Nitrogenous Bases in Relation to the Colloidal Silver Phase: Adsorption Kinetic, and Morphology Investigation

Abstract

The interaction between inorganic nanoparticles and biological molecules is of great importance in the field of biosystems and nanomaterials. Here, we report the adsorption process of a heterocyclic organic compound (nitrogenous base) on a microporous carbon (C) in the presence of a colloidal silver solution (AgNP solution) as an accompanying substance. Analysis of the potential colloid–biomolecule interaction as well as the subsequent phenomenon of changes in the morphology of the colloidal system in the presence of selected nucleotides was investigated. Adenosine nitrogenous base (Anb) was selected as a model molecule of the building block of DNA and RNA. The adsorption process of nucleotides from one- and two-component systems was monitored by cyclic UV-VIS measurements for obtaining time-dependent profiles and estimating the kinetic characteristics of uptake. We demonstrate the temperature-dependent course of the adsorption process with visible nucleotide-AgNP morphology determinants.
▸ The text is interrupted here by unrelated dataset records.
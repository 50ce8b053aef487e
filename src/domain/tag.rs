use crate::domain::branch::ReleaseBranch;
use crate::domain::version::Version;
use crate::error::{ParseError, Result};
use regex::Regex;
use std::fmt;
use std::str::FromStr;
use std::sync::OnceLock;

const CANDIDATE_MARKER: &str = "-rc";

fn tag_grammar() -> &'static Regex {
    static GRAMMAR: OnceLock<Regex> = OnceLock::new();
    GRAMMAR.get_or_init(|| {
        Regex::new(r"^(?P<name>[^/\s]+(?:/[^/\s]+)*)/v(?P<major>\d+)\.(?P<minor>\d+)\.(?P<patch>\d+)$")
            .expect("tag grammar is a valid regex")
    })
}

fn digit_runs() -> &'static Regex {
    static RUNS: OnceLock<Regex> = OnceLock::new();
    RUNS.get_or_init(|| Regex::new(r"\d+").expect("digit run is a valid regex"))
}

/// A release-train tag: `{release_name}/v{major}.{minor}.{patch}[-rc{candidate}]`
#[derive(Debug, Clone, PartialEq, Eq, Hash)]
pub struct VersionTag {
    pub release_name: String,
    pub version: Version,
    pub candidate: Option<u64>,
}

impl VersionTag {
    /// Create a tag from its parts
    pub fn new(release_name: impl Into<String>, version: Version, candidate: Option<u64>) -> Self {
        VersionTag {
            release_name: release_name.into(),
            version,
            candidate,
        }
    }

    /// First release candidate of `version`
    pub fn first_candidate(release_name: impl Into<String>, version: Version) -> Self {
        VersionTag::new(release_name, version, Some(1))
    }

    /// Parse a tag string against the strict grammar
    ///
    /// The `-rc` marker is only looked for in the version segment (after the last `/`),
    /// so release names that happen to contain `-rc` still parse.
    pub fn parse(tag: &str) -> std::result::Result<Self, ParseError> {
        let version_start = tag.rfind('/').map(|i| i + 1).unwrap_or(0);

        let (base, candidate) = match tag[version_start..].rfind(CANDIDATE_MARKER) {
            Some(offset) => {
                let marker = version_start + offset;
                let suffix = &tag[marker + CANDIDATE_MARKER.len()..];
                if suffix.is_empty() || !suffix.bytes().all(|b| b.is_ascii_digit()) {
                    return Err(ParseError::MalformedCandidateSuffix(tag.to_string()));
                }
                let candidate = suffix
                    .parse::<u64>()
                    .map_err(|_| ParseError::MalformedCandidateSuffix(tag.to_string()))?;
                (&tag[..marker], Some(candidate))
            }
            None => (tag, None),
        };

        let captures = match tag_grammar().captures(base) {
            Some(captures) => captures,
            None => {
                return Err(if digit_runs().find_iter(base).count() < 3 {
                    ParseError::InsufficientNumericComponents(tag.to_string())
                } else {
                    ParseError::InvalidFormat(tag.to_string())
                });
            }
        };

        let component = |name: &str| -> std::result::Result<u64, ParseError> {
            captures[name]
                .parse::<u64>()
                .map_err(|_| ParseError::InvalidFormat(tag.to_string()))
        };

        Ok(VersionTag {
            release_name: captures["name"].to_string(),
            version: Version::new(component("major")?, component("minor")?, component("patch")?),
            candidate,
        })
    }

    /// Whether this tag carries an `-rcN` suffix
    pub fn is_candidate(&self) -> bool {
        self.candidate.is_some()
    }

    /// The release branch this tag belongs to
    pub fn branch(&self) -> ReleaseBranch {
        ReleaseBranch::new(self.release_name.clone(), self.version)
    }

    /// Render the tag name
    pub fn render(&self) -> String {
        self.to_string()
    }
}

impl fmt::Display for VersionTag {
    fn fmt(&self, f: &mut fmt::Formatter<'_>) -> fmt::Result {
        write!(f, "{}/v{}", self.release_name, self.version)?;
        if let Some(candidate) = self.candidate {
            write!(f, "{}{}", CANDIDATE_MARKER, candidate)?;
        }
        Ok(())
    }
}

impl FromStr for VersionTag {
    type Err = crate::error::ReleaseError;

    fn from_str(s: &str) -> Result<Self> {
        Ok(VersionTag::parse(s)?)
    }
}

#[cfg(test)]
mod tests {
    use super::*;

    #[test]
    fn test_parse_candidate_tag() {
        let tag = VersionTag::parse("portal/v2.5.1-rc3").unwrap();
        assert_eq!(tag.release_name, "portal");
        assert_eq!(tag.version, Version::new(2, 5, 1));
        assert_eq!(tag.candidate, Some(3));
        assert!(tag.is_candidate());
    }

    #[test]
    fn test_parse_final_tag() {
        let tag = VersionTag::parse("portal/v1.0.0").unwrap();
        assert_eq!(tag.version, Version::new(1, 0, 0));
        assert_eq!(tag.candidate, None);
    }

    #[test]
    fn test_render_round_trip() {
        for raw in [
            "portal/v1.0.0",
            "portal/v1.0.0-rc1",
            "portal/v100.20.3-rc9000",
            "team/api/v0.1.0-rc1",
            "my-rcapp/v3.0.0",
        ] {
            assert_eq!(VersionTag::parse(raw).unwrap().render(), raw);
        }
    }

    #[test]
    fn test_parse_rejects_missing_components() {
        assert_eq!(
            VersionTag::parse("portal/v1.0"),
            Err(ParseError::InsufficientNumericComponents("portal/v1.0".into()))
        );
        assert_eq!(
            VersionTag::parse("portal/RC_test"),
            Err(ParseError::InsufficientNumericComponents("portal/RC_test".into()))
        );
    }

    #[test]
    fn test_parse_rejects_malformed_candidate() {
        for raw in ["portal/v1.0.0-rc", "portal/v1.0.0-rcX", "portal/v1.0.0-rc1a"] {
            assert_eq!(
                VersionTag::parse(raw),
                Err(ParseError::MalformedCandidateSuffix(raw.into()))
            );
        }
    }

    #[test]
    fn test_parse_rejects_loose_numeric_text() {
        assert_eq!(
            VersionTag::parse("build-1-2-3"),
            Err(ParseError::InvalidFormat("build-1-2-3".into()))
        );
        assert_eq!(
            VersionTag::parse("v1.0.0"),
            Err(ParseError::InvalidFormat("v1.0.0".into()))
        );
        assert!(VersionTag::parse("portal/v1.0.0.4").is_err());
    }

    #[test]
    fn test_branch_drops_candidate() {
        let tag = VersionTag::parse("portal/v2.0.0-rc4").unwrap();
        assert_eq!(tag.branch().to_string(), "release/portal/v2.0.0");
    }
}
The experimental adsorption kinetics were analyzed using selected theoretical models (intraparticle diffusion model, multiexponential equation, and many others). On the other hand, obtained Anb/C and Anb/AgNP/C composites were characterized by various techniques suitable for material surface and morphology characterization: high-resolution transmission electron microscopy (HR-TEM and TEM/EDX), N2 physisorption measurements, and thermal analysis (thermogravimetric analysis (TGA)/differential scanning calorimetry (DSC) experiments).